SPORT-
TRAUMATOLOGIE
Meniskusverletzung

Der Meniskusriss des Kniegelenkes gehört in einer Spielsportart zwangsläufig zu einer der häufigsten Verletzungen überhaupt. Beim Laufen und Springen kommt es zu enormen Belastungen des Innen- und Außenmeniskus, zwei halbmondförmigen Knorpelscheiben zwischen Oberschenkel und Schienbeinkopf, deren Funktion in der Polsterung und Führung des Gelenkes besteht. Ausgelöst durch schnelle Beuge- und Drehbewegungen des Unterschenkels bei feststehendem Fuß kommt es zu Quetschungen bis hin zu Einrissen der Kollagenfasern, wobei degenerative Elastizitätsverluste begünstigend wirken. Jedoch sind durchaus auch jüngere Sportler von dieser, für das Kniegelenk bedeutsamen Verletzung, betroffen. Einigkeit besteht heute darin, dass eine Meniskusverletzung die Entstehung einer Arthrose bewirken kann – Grund genug, entsprechende Diagnostik und Therapie rechtzeitig einzuleiten.

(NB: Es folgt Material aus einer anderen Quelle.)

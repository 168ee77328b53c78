use std::time::Duration;

use crate::{config::RetryConfig, types::RetryDecision};

/// Maps a video's age onto a fetch decision. Stateless: a deferred video is
/// simply re-evaluated on the next run.
#[derive(Debug, Clone)]
pub struct RetryScheduler {
    config: RetryConfig,
}

impl RetryScheduler {
    pub fn new(config: RetryConfig) -> Self {
        Self { config }
    }

    pub fn decide(&self, video_age_hours: f64) -> RetryDecision {
        let age = if video_age_hours.is_finite() {
            video_age_hours.max(0.0)
        } else {
            0.0
        };

        if age < self.config.defer_below_hours {
            let remaining_hours = self.config.defer_below_hours - age;
            return RetryDecision::Defer {
                retry_after: Duration::try_from_secs_f64(remaining_hours * 3600.0)
                    .unwrap_or(Duration::MAX),
            };
        }

        if age < self.config.confident_after_hours {
            RetryDecision::FetchNowAcceptFailure
        } else {
            RetryDecision::FetchNow
        }
    }
}

impl Default for RetryScheduler {
    fn default() -> Self {
        Self::new(RetryConfig::default())
    }
}

#[cfg(test)]
mod tests {
    use super::*;

    #[test]
    fn fresh_videos_are_deferred_until_two_hours() {
        let scheduler = RetryScheduler::default();
        assert_eq!(
            scheduler.decide(0.5),
            RetryDecision::Defer {
                retry_after: Duration::from_secs(90 * 60)
            }
        );
        assert_eq!(
            scheduler.decide(1.0),
            RetryDecision::Defer {
                retry_after: Duration::from_secs(3600)
            }
        );
    }

    #[test]
    fn band_edges() {
        let scheduler = RetryScheduler::default();
        assert_eq!(scheduler.decide(2.0), RetryDecision::FetchNowAcceptFailure);
        assert_eq!(scheduler.decide(5.99), RetryDecision::FetchNowAcceptFailure);
        assert_eq!(scheduler.decide(6.0), RetryDecision::FetchNow);
        assert_eq!(scheduler.decide(240.0), RetryDecision::FetchNow);
    }

    #[test]
    fn negative_or_nan_age_counts_as_brand_new() {
        let scheduler = RetryScheduler::default();
        let full_wait = RetryDecision::Defer {
            retry_after: Duration::from_secs(2 * 3600),
        };
        assert_eq!(scheduler.decide(-3.0), full_wait);
        assert_eq!(scheduler.decide(f64::NAN), full_wait);
        assert!(!scheduler.decide(0.0).should_fetch());
    }

    #[test]
    fn unbounded_thresholds_saturate_instead_of_panicking() {
        let scheduler = RetryScheduler::new(RetryConfig {
            defer_below_hours: f64::INFINITY,
            confident_after_hours: f64::INFINITY,
        });
        assert_eq!(
            scheduler.decide(1.0),
            RetryDecision::Defer {
                retry_after: Duration::MAX
            }
        );
    }
}
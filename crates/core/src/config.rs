//! Tunable parameters for every engine component.
//!
//! All vocabularies and thresholds live here and are injected into the
//! components at construction. A TOML file may override any subset of them;
//! missing keys fall back to the defaults below.

use std::path::Path;

use serde::{Deserialize, Serialize};
use tokio::fs;

use crate::error::{Result, TrendscoutError};

/// A versioned list of lowercase match terms.
#[derive(Debug, Clone, PartialEq, Eq, Serialize, Deserialize)]
pub struct WordList {
    pub version: u32,
    pub terms: Vec<String>,
}

impl WordList {
    pub fn new(version: u32, terms: &[&str]) -> Self {
        Self {
            version,
            terms: terms.iter().map(|t| t.to_lowercase()).collect(),
        }
    }

    /// First term contained in `haystack`, compared case-insensitively.
    pub fn first_match(&self, haystack: &str) -> Option<&str> {
        let haystack = haystack.to_lowercase();
        self.terms
            .iter()
            .map(String::as_str)
            .filter(|term| !term.is_empty())
            .find(|term| haystack.contains(&term.to_lowercase()))
    }

    pub fn contains_word(&self, word: &str) -> bool {
        self.terms.iter().any(|t| t.eq_ignore_ascii_case(word))
    }

    pub fn is_empty(&self) -> bool {
        self.terms.is_empty()
    }
}

#[derive(Debug, Clone, PartialEq, Serialize, Deserialize)]
#[serde(default)]
pub struct PredictorConfig {
    pub short_clip_secs: f64,
    pub long_form_secs: f64,
    pub speech_title_terms: WordList,
    pub music_title_terms: WordList,
    pub education_channel_terms: WordList,
    pub music_channel_terms: WordList,
    pub speech_title_weight: i32,
    pub music_title_weight: i32,
    pub education_channel_weight: i32,
    pub music_channel_weight: i32,
}

impl Default for PredictorConfig {
    fn default() -> Self {
        Self {
            short_clip_secs: 60.0,
            long_form_secs: 1800.0,
            speech_title_terms: WordList::new(
                1,
                &[
                    "interview",
                    "explains",
                    "explained",
                    "tutorial",
                    "review",
                    "podcast",
                    "analysis",
                    "documentary",
                    "lecture",
                    "how to",
                    "discussion",
                    "debate",
                    "news",
                    "reacts",
                ],
            ),
            music_title_terms: WordList::new(
                1,
                &[
                    "official music video",
                    "official video",
                    "official audio",
                    "lyric video",
                    "lyrics",
                    "instrumental",
                    "remix",
                    "visualizer",
                    "music video",
                    "(audio)",
                ],
            ),
            education_channel_terms: WordList::new(
                1,
                &[
                    "news",
                    "academy",
                    "university",
                    "school",
                    "learn",
                    "education",
                    "science",
                    "ted",
                    "podcast",
                    "explained",
                ],
            ),
            music_channel_terms: WordList::new(
                1,
                &[
                    "vevo", "records", "music", "official", "label", "beats", "sound",
                ],
            ),
            speech_title_weight: 2,
            music_title_weight: 2,
            education_channel_weight: 1,
            music_channel_weight: 1,
        }
    }
}

#[derive(Debug, Clone, PartialEq, Serialize, Deserialize)]
#[serde(default)]
pub struct RetryConfig {
    pub defer_below_hours: f64,
    pub confident_after_hours: f64,
}

impl Default for RetryConfig {
    fn default() -> Self {
        Self {
            defer_below_hours: 2.0,
            confident_after_hours: 6.0,
        }
    }
}

#[derive(Debug, Clone, PartialEq, Eq, Serialize, Deserialize)]
#[serde(default)]
pub struct ResolverConfig {
    /// Tried in order before falling back to any reported language.
    pub preferred_languages: Vec<String>,
    pub max_attempts: u32,
    pub backoff_base_ms: u64,
    pub call_timeout_secs: u64,
    pub requests_per_second: u32,
}

impl Default for ResolverConfig {
    fn default() -> Self {
        Self {
            preferred_languages: ["en", "en-US", "en-GB", "en-CA", "es", "pt", "hi", "fr", "de", "ja"]
                .iter()
                .map(|s| s.to_string())
                .collect(),
            max_attempts: 3,
            backoff_base_ms: 1000,
            call_timeout_secs: 30,
            requests_per_second: 2,
        }
    }
}

#[derive(Debug, Clone, PartialEq, Eq, Serialize, Deserialize)]
#[serde(default)]
pub struct AnalyzerConfig {
    pub substantial_description_chars: usize,
    pub min_keyword_len: usize,
    pub max_keywords: usize,
    pub title_weight: u32,
    pub tag_weight: u32,
    pub description_weight: u32,
    pub min_cluster_size: usize,
    pub stop_words: WordList,
}

impl Default for AnalyzerConfig {
    fn default() -> Self {
        Self {
            substantial_description_chars: 200,
            min_keyword_len: 3,
            max_keywords: 10,
            title_weight: 2,
            tag_weight: 2,
            description_weight: 1,
            min_cluster_size: 2,
            stop_words: WordList::new(
                1,
                &[
                    "the", "and", "for", "with", "you", "your", "this", "that", "from", "are",
                    "was", "were", "will", "have", "has", "not", "but", "all", "can", "our",
                    "out", "about", "what", "when", "how", "who", "why", "its", "it's", "into",
                    "new", "more", "just", "get", "now", "official", "video", "http", "https",
                    "www", "com", "subscribe", "follow", "channel", "watch", "full",
                ],
            ),
        }
    }
}

#[derive(Debug, Clone, PartialEq, Serialize, Deserialize)]
#[serde(default)]
pub struct AcquisitionConfig {
    pub predictor: PredictorConfig,
    pub retry: RetryConfig,
    pub resolver: ResolverConfig,
    pub analyzer: AnalyzerConfig,
    /// Maximum number of per-video pipelines in flight.
    pub concurrency: usize,
}

impl Default for AcquisitionConfig {
    fn default() -> Self {
        Self {
            predictor: PredictorConfig::default(),
            retry: RetryConfig::default(),
            resolver: ResolverConfig::default(),
            analyzer: AnalyzerConfig::default(),
            concurrency: 1,
        }
    }
}

impl AcquisitionConfig {
    pub fn from_toml_str(content: &str) -> Result<Self> {
        let config: AcquisitionConfig = toml::from_str(content)?;
        config.validate()?;
        Ok(config)
    }

    /// Load a config file from disk
    pub async fn load(path: &Path) -> Result<Self> {
        let content = fs::read_to_string(path).await.map_err(|e| TrendscoutError::Config {
            reason: format!("cannot read {}: {}", path.display(), e),
        })?;
        Self::from_toml_str(&content)
    }

    /// Load `path` when it exists, defaults otherwise.
    pub async fn load_or_default(path: &Path) -> Result<Self> {
        if fs::try_exists(path).await.unwrap_or(false) {
            Self::load(path).await
        } else {
            Ok(Self::default())
        }
    }

    pub fn validate(&self) -> Result<()> {
        let fail = |reason: &str| {
            Err(TrendscoutError::Config {
                reason: reason.to_string(),
            })
        };

        if self.concurrency == 0 {
            return fail("concurrency must be > 0");
        }
        if self.resolver.max_attempts == 0 {
            return fail("resolver.max_attempts must be > 0");
        }
        if self.resolver.requests_per_second == 0 {
            return fail("resolver.requests_per_second must be > 0");
        }
        if self.resolver.call_timeout_secs == 0 {
            return fail("resolver.call_timeout_secs must be > 0");
        }
        let thresholds = [
            ("retry.defer_below_hours", self.retry.defer_below_hours),
            ("retry.confident_after_hours", self.retry.confident_after_hours),
            ("predictor.short_clip_secs", self.predictor.short_clip_secs),
            ("predictor.long_form_secs", self.predictor.long_form_secs),
        ];
        if let Some((name, _)) = thresholds.iter().find(|(_, value)| !value.is_finite()) {
            return fail(&format!("{name} must be a finite number"));
        }
        if self.retry.defer_below_hours < 0.0
            || self.retry.defer_below_hours > self.retry.confident_after_hours
        {
            return fail("retry.defer_below_hours must be within 0..=confident_after_hours");
        }
        if self.predictor.short_clip_secs > self.predictor.long_form_secs {
            return fail("predictor.short_clip_secs must not exceed long_form_secs");
        }
        if self.analyzer.min_cluster_size == 0 {
            return fail("analyzer.min_cluster_size must be > 0");
        }
        Ok(())
    }
}
mod common;

use std::sync::Arc;

use anyhow::Result;
use common::{
    FakeTranscriptSource, fast_resolver_config, init_tracing, interview, reference_now, video,
};
use trendscout_core::{
    AcquisitionConfig, AcquisitionOrchestrator, DailyBrief, EngagementStats, TrendSummary,
    format_brief_readable, get_brief_path, load_brief, save_brief,
};

async fn sample_brief() -> Result<DailyBrief> {
    init_tracing();
    let source = Arc::new(
        FakeTranscriptSource::new()
            .with_tracks("interview01", &[("en", false)])
            .with_text("interview01", "en", "today we talk about climate policy"),
    );
    let config = AcquisitionConfig {
        resolver: fast_resolver_config(),
        ..AcquisitionConfig::default()
    };
    let videos = vec![
        interview("interview01", 10),
        video("music000001", "Official Music Video", "", 45.0, 48),
    ];

    let report = AcquisitionOrchestrator::new(config, source)
        .process_report(&videos, reference_now())
        .await?;
    Ok(DailyBrief::new(videos, report, reference_now()))
}

#[tokio::test]
async fn brief_round_trips_through_disk() -> Result<()> {
    let dir = tempfile::tempdir()?;
    let path = get_brief_path(&dir.path().join("data"));
    let brief = sample_brief().await?.with_trend_summary(TrendSummary {
        headline: "Policy talk is up".to_string(),
        themes: vec!["climate".to_string()],
        opportunities: vec![],
    });

    save_brief(&brief, &path).await?;
    let loaded = load_brief(&path).await?;

    assert_eq!(loaded, brief);
    assert_eq!(loaded.date, "2024-05-01");
    assert_eq!(loaded.summary.total, 2);

    let leftovers: Vec<_> = std::fs::read_dir(path.parent().unwrap())?
        .flatten()
        .filter(|entry| entry.path() != path)
        .collect();
    assert!(leftovers.is_empty(), "temporary files left behind");
    Ok(())
}

#[tokio::test]
async fn brief_json_tags_signals_with_provenance() -> Result<()> {
    let brief = sample_brief().await?;

    let value = serde_json::to_value(&brief)?;

    assert_eq!(value["signals"][0]["provenance"], "transcript");
    assert_eq!(value["signals"][0]["language"], "en");
    assert_eq!(value["signals"][1]["provenance"], "metadata");
    assert!(value["signals"][1].get("text").is_none());
    assert!(value.get("trend_summary").is_none());
    Ok(())
}

#[tokio::test]
async fn readable_brief_lists_every_video() -> Result<()> {
    let brief = sample_brief().await?;

    let text = format_brief_readable(&brief);

    assert!(text.starts_with("# Daily trend brief: 2024-05-01"));
    assert!(text.contains("Expert Interview: Climate Policy Explained"));
    assert!(text.contains("Official Music Video"));
    assert!(text.contains("Transcript: 6 words, en"));
    assert!(text.contains("1 of 2 videos were analyzed from metadata only"));
    Ok(())
}

#[tokio::test]
async fn brief_carries_engagement_aggregates() -> Result<()> {
    init_tracing();
    let mut fresh = video("fresh000001", "Rocket launch recap", "Space Daily", 600.0, 6);
    fresh.category = "Science & Technology".to_string();
    fresh.stats = EngagementStats {
        view_count: 1000,
        like_count: 100,
        comment_count: 20,
    };
    let mut stale = video("stale000001", "Budget vote explained", "Capitol Desk", 900.0, 240);
    stale.stats = EngagementStats {
        view_count: 3000,
        like_count: 50,
        comment_count: 10,
    };
    let mut quiet = video("quiet000001", "Council meeting", "Capitol Desk", 3600.0, 2);
    quiet.stats = EngagementStats {
        view_count: 0,
        like_count: 0,
        comment_count: 0,
    };
    let videos = vec![fresh, stale, quiet];

    let source = Arc::new(FakeTranscriptSource::new());
    let config = AcquisitionConfig {
        resolver: fast_resolver_config(),
        ..AcquisitionConfig::default()
    };
    let report = AcquisitionOrchestrator::new(config, source)
        .process_report(&videos, reference_now())
        .await?;
    let brief = DailyBrief::new(videos, report, reference_now());
    let aggregates = &brief.aggregates;

    assert_eq!(aggregates.total_views, 4000);
    assert_eq!(aggregates.total_likes, 150);
    assert_eq!(aggregates.total_comments, 30);
    assert!((aggregates.avg_engagement_rate - 3.75).abs() < 1e-9);

    let categories: Vec<(&str, usize)> = aggregates
        .category_counts
        .iter()
        .map(|c| (c.name.as_str(), c.count))
        .collect();
    assert_eq!(categories, vec![("News & Politics", 2), ("Science & Technology", 1)]);
    assert_eq!(aggregates.top_channels[0].name, "Capitol Desk");
    assert_eq!(aggregates.top_channels[0].count, 2);

    // The fresh clip outranks the bigger but ten-day-old one.
    let ranking: Vec<&str> = aggregates
        .top_videos
        .iter()
        .map(|v| v.video_id.as_str())
        .collect();
    assert_eq!(ranking, vec!["fresh000001", "stale000001", "quiet000001"]);

    let text = format_brief_readable(&brief);
    assert!(text.contains("**Views:** 4000 | **Likes:** 150 | **Comments:** 30 | **Engagement:** 3.75%"));
    assert!(text.contains("1. Rocket launch recap (score 446)"));
    Ok(())
}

Die Beschwerden des Sportlers sind relativ eindeutige, belastungsabhängige Schmerzen auf Höhe des inneren oder äußeren Gelenkspaltes, oftmals ausgelöst durch eine extreme Belastung in Beugung.
Aus mechanischen Gründen ist der Innenmeniskus ca. zehn Mal häufiger betroffen als der Außenmeniskus. Anhand der Rissform werden Quer-, Längs-, Lappen- oder Korbhenkelriss unterschieden, woraus sich durchaus unterschiedliche Therapieformen ableiten können. Diagnostisch unterstützt heutzutage die Kernspintomographie die Diagnosestellung und leitet die entsprechende Therapie ein.
Die Behandlung orientiert sich, abgesehen von der aktuellen Beschwerdesymptomatik, vor allem an Alter und Aktivitätsniveau des Betroffenen. Bei einer reinen Meniskusquetschung handelt es sich um eine harmlose Verletzung, welche konservativ unter entsprechender Schonung und Entlastung des Gelenkes binnen Wochen folgenlos ausheilt.
Ein unbehandelter Meniskusriss hingegen wird wechselhafte Schmerzen bereiten, weiter einreißen oder im schlechtesten Fall zu bleibenden Knorpelschäden führen. Hierbei handelt es sich dann um die Vorstufe einer Arthrose, welche unbedingt vermieden werden muss. Da Meniskusgewebe nur in den Randzonen durchblutet ist, besteht kaum eine Chance auf Eigenheilung bzw. Regeneration. Aus diesem Grund besteht die Therapie der Wahl heute beim jungen oder aktiven Patienten in der Arthroskopie, einer Gelenkspiegelung, bei der mittels „Schlüssellochtechnik“ eine ca. bleistiftdünne Kamera in das Gelenk eingeführt wird. Zunächst werden dann die Knorpelflächen, Kreuzbänder und Menisci mittels Tasthaken beurteilt und fotografiert. Anschließend wird der bestehende Meniskusschaden entsprechend der Rissform behandelt.
Im Vordergrund steht hier die Meniskusteilresektion, die möglichst sparsame Entfernung des beschädigten Gewebes. Der verbleibende Restmeniskus übernimmt dann den Schutz der Knorpelflächen sowie die Stabilisierung der Gelenkführung.
In Ausnahmefällen, insbesondere bei jüngeren Patienten, zeigt die Gelenkspiegelung einen Riss in der durchbluteten Meniskuszone. Hier ist die Naht und somit der vollständige Erhalt des Meniskus möglich.
Eher im Versuchsstadium befindet sich der vollständige operative Meniskusersatz durch künstliches Gewebe oder Transplantate von Verstorbenen.
Die Nachbehandlung erfolgt sehr standardisiert. Zur Schonung des Gelenkes erfolgt eine mehrtägige Teilbelastung an Krücken sowie regelmäßige Physiotherapie. Nach erfolgreicher Eingliederung in Alltag und Beruf kann mit sportlichen Aktivitäten begonnen werden. Hier stehen zunächst Rad- und Schwimmsport im Vordergrund, bevor man nach ca. vier bis sechs Wochen endlich wieder Tennis spielen darf. Nach einer Meniskusnaht hingegen sollte das Knie jedoch sechs Wochen mit Gehstützen entlastet werden.
Wir führen im Zentrum für Orthopädie und Sportmedizin ZFOS jährlich, vorzugsweise ambulant, ca. 1.500 Eingriffe dieser Art durch.